Of the entries below, return only those lines from the line with "can reach it." to the line with "reply.done(Some(7));", exactly, both included.

▶ **Stored data**
================================
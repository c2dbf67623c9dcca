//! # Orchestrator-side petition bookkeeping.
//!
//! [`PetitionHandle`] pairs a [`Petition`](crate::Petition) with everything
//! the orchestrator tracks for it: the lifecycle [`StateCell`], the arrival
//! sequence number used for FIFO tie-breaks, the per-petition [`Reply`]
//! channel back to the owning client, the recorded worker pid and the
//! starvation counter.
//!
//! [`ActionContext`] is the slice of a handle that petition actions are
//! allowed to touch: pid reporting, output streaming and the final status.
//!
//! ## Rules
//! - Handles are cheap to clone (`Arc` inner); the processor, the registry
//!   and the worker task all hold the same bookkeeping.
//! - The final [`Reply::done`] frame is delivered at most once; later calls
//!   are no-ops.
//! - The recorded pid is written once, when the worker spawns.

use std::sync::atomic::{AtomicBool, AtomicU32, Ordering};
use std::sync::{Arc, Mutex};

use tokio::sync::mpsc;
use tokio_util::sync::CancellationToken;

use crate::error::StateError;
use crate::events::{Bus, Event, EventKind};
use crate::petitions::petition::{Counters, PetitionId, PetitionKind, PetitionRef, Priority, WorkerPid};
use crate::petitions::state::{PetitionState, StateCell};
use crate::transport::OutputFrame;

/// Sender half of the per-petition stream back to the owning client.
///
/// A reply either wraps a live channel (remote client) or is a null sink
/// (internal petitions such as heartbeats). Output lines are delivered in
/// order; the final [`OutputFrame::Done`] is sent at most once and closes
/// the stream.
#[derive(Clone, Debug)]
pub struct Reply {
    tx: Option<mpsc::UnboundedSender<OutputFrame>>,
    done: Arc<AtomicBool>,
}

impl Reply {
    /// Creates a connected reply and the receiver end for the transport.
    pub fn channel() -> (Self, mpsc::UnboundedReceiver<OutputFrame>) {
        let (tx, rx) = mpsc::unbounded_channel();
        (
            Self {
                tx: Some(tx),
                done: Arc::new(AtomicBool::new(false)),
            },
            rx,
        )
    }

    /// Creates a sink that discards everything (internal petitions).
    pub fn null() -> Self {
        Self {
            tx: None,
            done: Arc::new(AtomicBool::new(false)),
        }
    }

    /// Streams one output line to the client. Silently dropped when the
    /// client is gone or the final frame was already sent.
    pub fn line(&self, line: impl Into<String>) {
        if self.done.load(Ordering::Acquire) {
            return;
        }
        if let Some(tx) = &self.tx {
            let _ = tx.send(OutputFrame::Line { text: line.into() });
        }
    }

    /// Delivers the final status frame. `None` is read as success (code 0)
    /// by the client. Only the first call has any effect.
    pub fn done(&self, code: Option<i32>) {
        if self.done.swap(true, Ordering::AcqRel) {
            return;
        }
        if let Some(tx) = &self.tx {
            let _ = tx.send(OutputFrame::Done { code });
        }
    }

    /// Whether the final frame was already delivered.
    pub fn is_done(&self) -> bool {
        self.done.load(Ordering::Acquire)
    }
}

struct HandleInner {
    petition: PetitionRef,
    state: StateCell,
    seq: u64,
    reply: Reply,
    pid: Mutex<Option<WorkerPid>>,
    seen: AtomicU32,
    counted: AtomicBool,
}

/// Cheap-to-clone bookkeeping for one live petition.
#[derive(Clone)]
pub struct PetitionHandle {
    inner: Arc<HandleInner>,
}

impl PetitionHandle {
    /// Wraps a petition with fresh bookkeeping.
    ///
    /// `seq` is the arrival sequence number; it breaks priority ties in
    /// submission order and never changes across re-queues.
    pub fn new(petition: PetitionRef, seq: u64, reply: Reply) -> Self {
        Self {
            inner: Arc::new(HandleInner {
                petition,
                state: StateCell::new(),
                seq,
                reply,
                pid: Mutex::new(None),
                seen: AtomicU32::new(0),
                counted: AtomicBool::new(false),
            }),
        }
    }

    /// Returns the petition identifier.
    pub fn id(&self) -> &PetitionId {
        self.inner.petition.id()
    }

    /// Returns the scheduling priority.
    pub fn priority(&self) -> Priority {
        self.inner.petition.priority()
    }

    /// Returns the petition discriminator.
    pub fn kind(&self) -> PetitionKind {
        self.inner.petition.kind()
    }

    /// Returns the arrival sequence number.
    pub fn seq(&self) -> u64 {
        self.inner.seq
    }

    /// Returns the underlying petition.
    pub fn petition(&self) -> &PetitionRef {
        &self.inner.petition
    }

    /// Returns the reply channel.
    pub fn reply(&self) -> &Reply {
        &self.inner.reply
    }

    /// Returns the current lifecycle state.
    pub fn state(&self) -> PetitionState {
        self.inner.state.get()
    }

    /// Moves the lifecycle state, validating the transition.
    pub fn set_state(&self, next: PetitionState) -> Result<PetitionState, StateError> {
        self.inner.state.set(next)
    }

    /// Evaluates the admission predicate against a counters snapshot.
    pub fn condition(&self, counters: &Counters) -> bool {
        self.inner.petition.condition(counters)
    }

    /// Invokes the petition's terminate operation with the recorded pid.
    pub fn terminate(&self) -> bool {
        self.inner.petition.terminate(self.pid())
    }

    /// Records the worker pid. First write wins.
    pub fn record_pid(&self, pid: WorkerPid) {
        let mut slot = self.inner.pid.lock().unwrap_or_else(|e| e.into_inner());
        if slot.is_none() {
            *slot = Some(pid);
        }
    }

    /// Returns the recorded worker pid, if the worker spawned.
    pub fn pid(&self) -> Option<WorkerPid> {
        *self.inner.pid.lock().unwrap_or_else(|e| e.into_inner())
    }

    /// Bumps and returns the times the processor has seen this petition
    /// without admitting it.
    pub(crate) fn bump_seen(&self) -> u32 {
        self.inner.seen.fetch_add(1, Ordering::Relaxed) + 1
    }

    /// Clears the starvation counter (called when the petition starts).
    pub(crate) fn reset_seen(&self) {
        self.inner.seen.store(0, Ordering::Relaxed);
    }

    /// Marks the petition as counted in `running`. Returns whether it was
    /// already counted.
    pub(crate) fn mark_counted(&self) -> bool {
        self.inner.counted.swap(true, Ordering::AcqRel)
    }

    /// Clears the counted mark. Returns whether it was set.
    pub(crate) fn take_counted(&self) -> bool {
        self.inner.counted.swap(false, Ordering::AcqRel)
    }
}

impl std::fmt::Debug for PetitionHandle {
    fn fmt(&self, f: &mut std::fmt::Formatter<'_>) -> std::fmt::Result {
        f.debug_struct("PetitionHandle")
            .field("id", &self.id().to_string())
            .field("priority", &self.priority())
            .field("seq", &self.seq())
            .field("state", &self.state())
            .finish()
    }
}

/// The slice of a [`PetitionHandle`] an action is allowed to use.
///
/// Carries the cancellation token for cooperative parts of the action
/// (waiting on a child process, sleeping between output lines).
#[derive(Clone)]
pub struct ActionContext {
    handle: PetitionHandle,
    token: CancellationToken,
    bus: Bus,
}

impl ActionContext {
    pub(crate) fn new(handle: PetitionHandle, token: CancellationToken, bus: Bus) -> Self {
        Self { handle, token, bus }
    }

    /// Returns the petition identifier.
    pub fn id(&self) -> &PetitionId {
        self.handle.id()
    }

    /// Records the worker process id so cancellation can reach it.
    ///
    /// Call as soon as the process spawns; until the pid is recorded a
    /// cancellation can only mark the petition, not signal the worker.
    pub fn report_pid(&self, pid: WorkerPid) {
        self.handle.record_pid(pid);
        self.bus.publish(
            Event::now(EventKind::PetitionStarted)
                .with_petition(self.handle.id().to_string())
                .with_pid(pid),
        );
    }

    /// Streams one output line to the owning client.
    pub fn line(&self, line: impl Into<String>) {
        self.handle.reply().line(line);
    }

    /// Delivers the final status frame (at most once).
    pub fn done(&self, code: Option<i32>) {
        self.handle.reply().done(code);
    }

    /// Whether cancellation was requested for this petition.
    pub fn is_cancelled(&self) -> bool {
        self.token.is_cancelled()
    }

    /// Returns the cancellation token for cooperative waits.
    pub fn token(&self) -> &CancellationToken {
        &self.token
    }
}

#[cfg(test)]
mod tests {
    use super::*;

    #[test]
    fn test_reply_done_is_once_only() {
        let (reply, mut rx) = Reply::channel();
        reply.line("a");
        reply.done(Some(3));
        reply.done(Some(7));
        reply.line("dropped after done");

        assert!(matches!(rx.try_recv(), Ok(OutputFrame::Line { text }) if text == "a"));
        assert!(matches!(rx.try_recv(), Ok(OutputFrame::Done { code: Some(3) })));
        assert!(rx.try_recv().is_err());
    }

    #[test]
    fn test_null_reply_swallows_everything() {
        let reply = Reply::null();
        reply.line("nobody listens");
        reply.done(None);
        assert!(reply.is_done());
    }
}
================================
▶ **Expected answer**
    /// Records the worker process id so cancellation can reach it.
    ///
    /// Call as soon as the process spawns; until the pid is recorded a
    /// cancellation can only mark the petition, not signal the worker.
    pub fn report_pid(&self, pid: WorkerPid) {
        self.handle.record_pid(pid);
        self.bus.publish(
            Event::now(EventKind::PetitionStarted)
                .with_petition(self.handle.id().to_string())
                .with_pid(pid),
        );
    }

    /// Streams one output line to the owning client.
    pub fn line(&self, line: impl Into<String>) {
        self.handle.reply().line(line);
    }

    /// Delivers the final status frame (at most once).
    pub fn done(&self, code: Option<i32>) {
        self.handle.reply().done(code);
    }

    /// Whether cancellation was requested for this petition.
    pub fn is_cancelled(&self) -> bool {
        self.token.is_cancelled()
    }

    /// Returns the cancellation token for cooperative waits.
    pub fn token(&self) -> &CancellationToken {
        &self.token
    }
}

#[cfg(test)]
mod tests {
    use super::*;

    #[test]
    fn test_reply_done_is_once_only() {
        let (reply, mut rx) = Reply::channel();
        reply.line("a");
        reply.done(Some(3));
        reply.done(Some(7));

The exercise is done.